Si on est surpris, et en bien, c'est déjà par la propreté des instrumentaux et par la cohérence du projet. Gaika a concentré son style dans une sorte de version afro-britannique de la vaporwave: du ragga psychédélique, des nappes, des basses lourdes et un auto-tune efficace au possible. L'ambiance générale est peu surprenante au regard de ce qu'il a pu produire par le passé, mais c'est cette uniformisation (probablement très influencée par la signature chez Warp) qui n'était pas attendue. Ce qui étonne plus dans ce changement de projet, et c'est ce qui déçoit dans l'album, c'est la fin de la folie rythmique qui régnait sur certains de ses tracks. Basic Volume est le projet d'une professionnalisation d'un artiste qui utilisait beaucoup l'absence de codes pour faire passer son message. Les incursions de drumkits réservés à la bass music ou aux musiques électroniques, les brisures impromptues des séquences, la belle instabilité de certains échafaudages, tout cela manque à ce premier « véritable album ». A des fins (tout à fait justifiables) de popularisation de sa musique et d'extension de son public, l'expérimentation, qui était structurelle, est désormais concentrée dans les intros et les interludes.

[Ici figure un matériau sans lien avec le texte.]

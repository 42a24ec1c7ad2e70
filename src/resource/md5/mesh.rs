use cgmath::{InnerSpace, Rotation, Vector3, Zero};

use crate::animation::{quaternion_from_xyz, Bone, Skeleton};
use crate::error::Error;
use crate::render::mesh::SkinnedVertex;
use crate::resource::md5::tokenizer::Tokenizer;

pub const MAX_WEIGHTS_PER_VERTEX: usize = 4;

pub struct Md5SubMesh {
    /// Texture path exactly as written after `shader`.
    pub texture: String,
    pub vertices: Vec<SkinnedVertex>,
    pub indices: Vec<u32>,
}

pub struct Md5Model {
    pub skeleton: Skeleton,
    pub meshes: Vec<Md5SubMesh>,
}

struct RawVertex {
    line: usize,
    tex_coord: [f32; 2],
    start_weight: usize,
    weight_count: usize,
}

struct RawWeight {
    line: usize,
    joint: usize,
    bias: f32,
    position: [f32; 3],
}

#[derive(Default)]
struct RawSubMesh {
    texture: String,
    vertices: Vec<RawVertex>,
    triangles: Vec<(usize, [u32; 3])>,
    weights: Vec<RawWeight>,
}

pub fn parse_mesh(source: &str) -> Result<Md5Model, Error> {
    let mut tokenizer = Tokenizer::new(source);

    let mut declared_joints: Option<usize> = None;
    let mut declared_meshes: Option<usize> = None;
    let mut bones: Vec<Bone> = Vec::new();
    let mut raw_meshes: Vec<RawSubMesh> = Vec::new();

    while let Some(token) = tokenizer.peek() {
        tokenizer.next_token()?;
        match token {
            "MD5Version" => {
                tokenizer.parse::<i32>("a version")?;
            }
            "commandline" => {
                tokenizer.quoted()?;
            }
            "numJoints" => declared_joints = Some(tokenizer.parse("a joint count")?),
            "numMeshes" => declared_meshes = Some(tokenizer.parse("a mesh count")?),
            "joints" => bones = parse_joints(&mut tokenizer)?,
            "mesh" => raw_meshes.push(parse_sub_mesh(&mut tokenizer)?),
            other => {
                return Err(tokenizer.error(format!("unexpected token '{other}'")));
            }
        }
    }

    if let Some(declared) = declared_joints {
        if declared != bones.len() {
            return Err(Error::ContractViolation(format!(
                "numJoints is {declared} but {} joints were read",
                bones.len()
            )));
        }
    }
    if let Some(declared) = declared_meshes {
        if declared != raw_meshes.len() {
            return Err(Error::ContractViolation(format!(
                "numMeshes is {declared} but {} meshes were read",
                raw_meshes.len()
            )));
        }
    }

    let skeleton = Skeleton::new(bones)?;

    let meshes = raw_meshes
        .into_iter()
        .map(|raw_mesh| build_sub_mesh(raw_mesh, &skeleton))
        .collect::<Result<Vec<_>, Error>>()?;

    log::debug!(
        "Parsed md5 mesh with {} bones and {} sub-meshes",
        skeleton.bone_count(),
        meshes.len()
    );

    Ok(Md5Model { skeleton, meshes })
}

fn parse_joints(tokenizer: &mut Tokenizer) -> Result<Vec<Bone>, Error> {
    let mut bones = Vec::new();

    tokenizer.expect("{")?;
    while tokenizer.peek() != Some("}") {
        let name = tokenizer.quoted()?;
        let parent: i32 = tokenizer.parse("a parent index")?;
        let position = tokenizer.vector3()?;
        let orientation = tokenizer.vector3()?;

        bones.push(Bone::new(
            name,
            usize::try_from(parent).ok(),
            position.into(),
            quaternion_from_xyz(orientation[0], orientation[1], orientation[2]),
        ));
    }
    tokenizer.expect("}")?;

    Ok(bones)
}

fn parse_sub_mesh(tokenizer: &mut Tokenizer) -> Result<RawSubMesh, Error> {
    let mut raw_mesh = RawSubMesh::default();

    tokenizer.expect("{")?;
    loop {
        let line = tokenizer.line();
        match tokenizer.next_token()? {
            "}" => break,
            "shader" => raw_mesh.texture = tokenizer.quoted()?,
            "numverts" => {
                let count: usize = tokenizer.parse("a vertex count")?;
                for index in 0..count {
                    let line = tokenizer.line();
                    tokenizer.expect("vert")?;
                    expect_index(tokenizer, index)?;
                    tokenizer.expect("(")?;
                    let tex_coord = [tokenizer.parse("a number")?, tokenizer.parse("a number")?];
                    tokenizer.expect(")")?;

                    raw_mesh.vertices.push(RawVertex {
                        line,
                        tex_coord,
                        start_weight: tokenizer.parse("a weight index")?,
                        weight_count: tokenizer.parse("a weight count")?,
                    });
                }
            }
            "numtris" => {
                let count: usize = tokenizer.parse("a triangle count")?;
                for index in 0..count {
                    let line = tokenizer.line();
                    tokenizer.expect("tri")?;
                    expect_index(tokenizer, index)?;
                    let triangle = [
                        tokenizer.parse("a vertex index")?,
                        tokenizer.parse("a vertex index")?,
                        tokenizer.parse("a vertex index")?,
                    ];
                    raw_mesh.triangles.push((line, triangle));
                }
            }
            "numweights" => {
                let count: usize = tokenizer.parse("a weight count")?;
                for index in 0..count {
                    let line = tokenizer.line();
                    tokenizer.expect("weight")?;
                    expect_index(tokenizer, index)?;

                    raw_mesh.weights.push(RawWeight {
                        line,
                        joint: tokenizer.parse("a joint index")?,
                        bias: tokenizer.parse("a bias")?,
                        position: tokenizer.vector3()?,
                    });
                }
            }
            other => {
                return Err(Error::Parse {
                    line,
                    message: format!("unexpected token '{other}' in mesh"),
                })
            }
        }
    }

    Ok(raw_mesh)
}

fn expect_index(tokenizer: &mut Tokenizer, expected: usize) -> Result<(), Error> {
    let line = tokenizer.line();
    let index: usize = tokenizer.parse("an index")?;
    if index != expected {
        return Err(Error::Parse {
            line,
            message: format!("expected entry {expected}, found {index}"),
        });
    }

    Ok(())
}

fn build_sub_mesh(raw_mesh: RawSubMesh, skeleton: &Skeleton) -> Result<Md5SubMesh, Error> {
    let bones = skeleton.bones();

    for weight in raw_mesh.weights.iter() {
        if weight.joint >= bones.len() {
            return Err(Error::ContractViolation(format!(
                "line {}: weight references bone {} of {}",
                weight.line,
                weight.joint,
                bones.len()
            )));
        }
    }

    let mut vertices = Vec::with_capacity(raw_mesh.vertices.len());
    for raw_vertex in raw_mesh.vertices.iter() {
        if raw_vertex.weight_count > MAX_WEIGHTS_PER_VERTEX {
            return Err(Error::ContractViolation(format!(
                "line {}: {} weights exceed the limit of {MAX_WEIGHTS_PER_VERTEX}",
                raw_vertex.line, raw_vertex.weight_count
            )));
        }

        let out_of_range = || {
            Error::ContractViolation(format!(
                "line {}: {} weights starting at {} are out of range",
                raw_vertex.line, raw_vertex.weight_count, raw_vertex.start_weight
            ))
        };
        let end_weight = raw_vertex
            .start_weight
            .checked_add(raw_vertex.weight_count)
            .ok_or_else(out_of_range)?;
        let weights = raw_mesh
            .weights
            .get(raw_vertex.start_weight..end_weight)
            .ok_or_else(out_of_range)?;

        let mut position = Vector3::zero();
        let mut vertex = SkinnedVertex {
            tex_coord: raw_vertex.tex_coord,
            ..Default::default()
        };

        for (slot, weight) in weights.iter().enumerate() {
            let bone = &bones[weight.joint];
            let offset = bone.orientation.rotate_vector(weight.position.into());
            position += (bone.position + offset) * weight.bias;

            vertex.bone_indices[slot] = weight.joint as u32;
            vertex.bone_weights[slot] = weight.bias;
        }

        vertex.position = position.into();
        vertices.push(vertex);
    }

    let mut normals = vec![Vector3::<f32>::zero(); vertices.len()];
    let mut indices = Vec::with_capacity(raw_mesh.triangles.len() * 3);
    for (line, triangle) in raw_mesh.triangles.iter() {
        if let Some(index) = triangle.iter().find(|index| **index as usize >= vertices.len()) {
            return Err(Error::ContractViolation(format!(
                "line {line}: triangle references vertex {index} of {}",
                vertices.len()
            )));
        }

        let [v0, v1, v2] = triangle.map(|index| Vector3::from(vertices[index as usize].position));
        let normal = (v2 - v0).cross(v1 - v0);
        for index in triangle.iter() {
            normals[*index as usize] += normal;
        }

        indices.extend_from_slice(triangle);
    }

    for (vertex, normal) in vertices.iter_mut().zip(normals) {
        if normal.magnitude2() > 0.0 {
            vertex.normal = normal.normalize().into();
        }
    }

    Ok(Md5SubMesh {
        texture: raw_mesh.texture,
        vertices,
        indices,
    })
}

#[cfg(test)]
mod tests {
    use super::*;

    const QUAD: &str = r#"
MD5Version 10
commandline ""

numJoints 2
numMeshes 1

joints {
    "origin" -1 ( 0 0 0 ) ( 0 0 0 )  // root
    "offset" 0 ( 0 0 1 ) ( 0 0 0 )
}

mesh {
    shader "models/quad.tga"

    numverts 4
    vert 0 ( 0 0 ) 0 1
    vert 1 ( 1 0 ) 1 1
    vert 2 ( 1 1 ) 2 2
    vert 3 ( 0 1 ) 4 1

    numtris 2
    tri 0 0 1 2
    tri 1 0 2 3

    numweights 5
    weight 0 0 1 ( 0 0 0 )
    weight 1 0 1 ( 1 0 0 )
    weight 2 0 0.5 ( 1 1 0 )
    weight 3 1 0.5 ( 1 1 -1 )
    weight 4 1 1 ( 0 1 -1 )
}
"#;

    #[test]
    fn quad_is_parsed_into_bind_pose_vertices() {
        let model = parse_mesh(QUAD).unwrap();
        assert_eq!(model.skeleton.bone_count(), 2);
        assert_eq!(model.meshes.len(), 1);

        let mesh = &model.meshes[0];
        assert_eq!(mesh.texture, "models/quad.tga");
        assert_eq!(mesh.vertices.len(), 4);
        assert_eq!(mesh.indices, vec![0, 1, 2, 0, 2, 3]);

        for (vertex, expected) in mesh.vertices.iter().zip([
            [0.0, 0.0, 0.0],
            [1.0, 0.0, 0.0],
            [1.0, 1.0, 0.0],
            [0.0, 1.0, 0.0],
        ]) {
            for axis in 0..3 {
                assert!((vertex.position[axis] - expected[axis]).abs() < 1e-5);
            }
        }
    }

    #[test]
    fn bone_influences_are_recorded_per_vertex() {
        let model = parse_mesh(QUAD).unwrap();
        let vertex = model.meshes[0].vertices[2];

        assert_eq!(vertex.bone_indices, [0, 1, 0, 0]);
        assert_eq!(vertex.bone_weights, [0.5, 0.5, 0.0, 0.0]);
        assert_eq!(vertex.tex_coord, [1.0, 1.0]);
    }

    #[test]
    fn face_normals_use_the_reversed_cross_product() {
        let model = parse_mesh(QUAD).unwrap();

        for vertex in model.meshes[0].vertices.iter() {
            assert!((vertex.normal[2] + 1.0).abs() < 1e-5, "{:?}", vertex.normal);
        }
    }

    #[test]
    fn out_of_range_bone_fails_the_load() {
        let broken = QUAD.replace("weight 4 1 1", "weight 4 7 1");
        match parse_mesh(&broken) {
            Err(Error::ContractViolation(message)) => assert!(message.contains("bone 7")),
            Err(other) => panic!("expected ContractViolation, got {other:?}"),
            Ok(_) => panic!("expected ContractViolation, got a model"),
        }
    }

    #[test]
    fn more_than_four_weights_fail_the_load() {
        let broken = QUAD.replace("vert 0 ( 0 0 ) 0 1", "vert 0 ( 0 0 ) 0 5");
        assert!(matches!(parse_mesh(&broken), Err(Error::ContractViolation(_))));
    }

    #[test]
    fn weight_range_past_the_end_of_memory_fails_the_load() {
        let broken = QUAD.replace(
            "vert 0 ( 0 0 ) 0 1",
            &format!("vert 0 ( 0 0 ) {} 1", usize::MAX),
        );
        match parse_mesh(&broken) {
            Err(Error::ContractViolation(message)) => assert!(message.contains("out of range")),
            Err(other) => panic!("expected ContractViolation, got {other:?}"),
            Ok(_) => panic!("expected ContractViolation, got a model"),
        }
    }

    #[test]
    fn mismatched_joint_count_fails_the_load() {
        let broken = QUAD.replace("numJoints 2", "numJoints 3");
        assert!(matches!(parse_mesh(&broken), Err(Error::ContractViolation(_))));
    }

    #[test]
    fn triangle_outside_the_vertex_list_fails_the_load() {
        let broken = QUAD.replace("tri 1 0 2 3", "tri 1 0 2 9");
        assert!(matches!(parse_mesh(&broken), Err(Error::ContractViolation(_))));
    }

    #[test]
    fn malformed_numbers_report_their_line() {
        let broken = QUAD.replace("numverts 4", "numverts four");
        match parse_mesh(&broken) {
            Err(Error::Parse { line, .. }) => assert_eq!(line, 16),
            Err(other) => panic!("expected Parse, got {other:?}"),
            Ok(_) => panic!("expected Parse, got a model"),
        }
    }
}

Et si on regrette cette absence de surprises dans la dernière mouture de sa musique, c'est aussi parce qu'on est bien conscient du talent du type, et de la qualité de son message. Face au rap de la futilité, du rêve d'ascension socio-économique ou du mal-être des gamins de banlieue résidentielle, Gaika fait une nouvelle fois preuve du sérieux de son rapport à l'art. D'où le côté très sombre d'une musique qui cherche avant tout à montrer les fissures d'une société peu éblouissante. Le meurtre, le racisme, les problèmes de politique sociale, tout y est traité avec finesse et profondeur: la franchise des textes sur l'excellent « Immigrant Sons (Pesos & Gas) », dans lequel on y entend allègrement du « I wanna see you in rebellion » et du « Fuck your politics », le propos poétique qu'on peut déceler dans « Crown & Key » sur les micro-agressions du quotidien que subissent les minorités, ou encore le très beau texte sur les aspirations des êtres humains dans le morceau qui conclut l'album, « Spectacular Anthem » (« It's ok to dream / It's ok to trust »). Dur de trouver un rappeur qui aille avec autant de précision dans la poétisation et la fragmentation de son écriture.

Ce qu'on retient, c'est que Basic Volume aurait dû sortir avec une notice : Vous ne connaissez pas Gaika ? C'est beau, c'est frais, c'est original ; vous le connaissez déjà ? Attention, il a élargi son spectre d'écoute. Si vous êtes dans le second cas, profitez quand même d'une nouvelle fournée de Gaika, parce qu'on retrouve tout ce qui nous avait rendus clients des précédents EPs ; si vous êtes dans le premier, enjoy.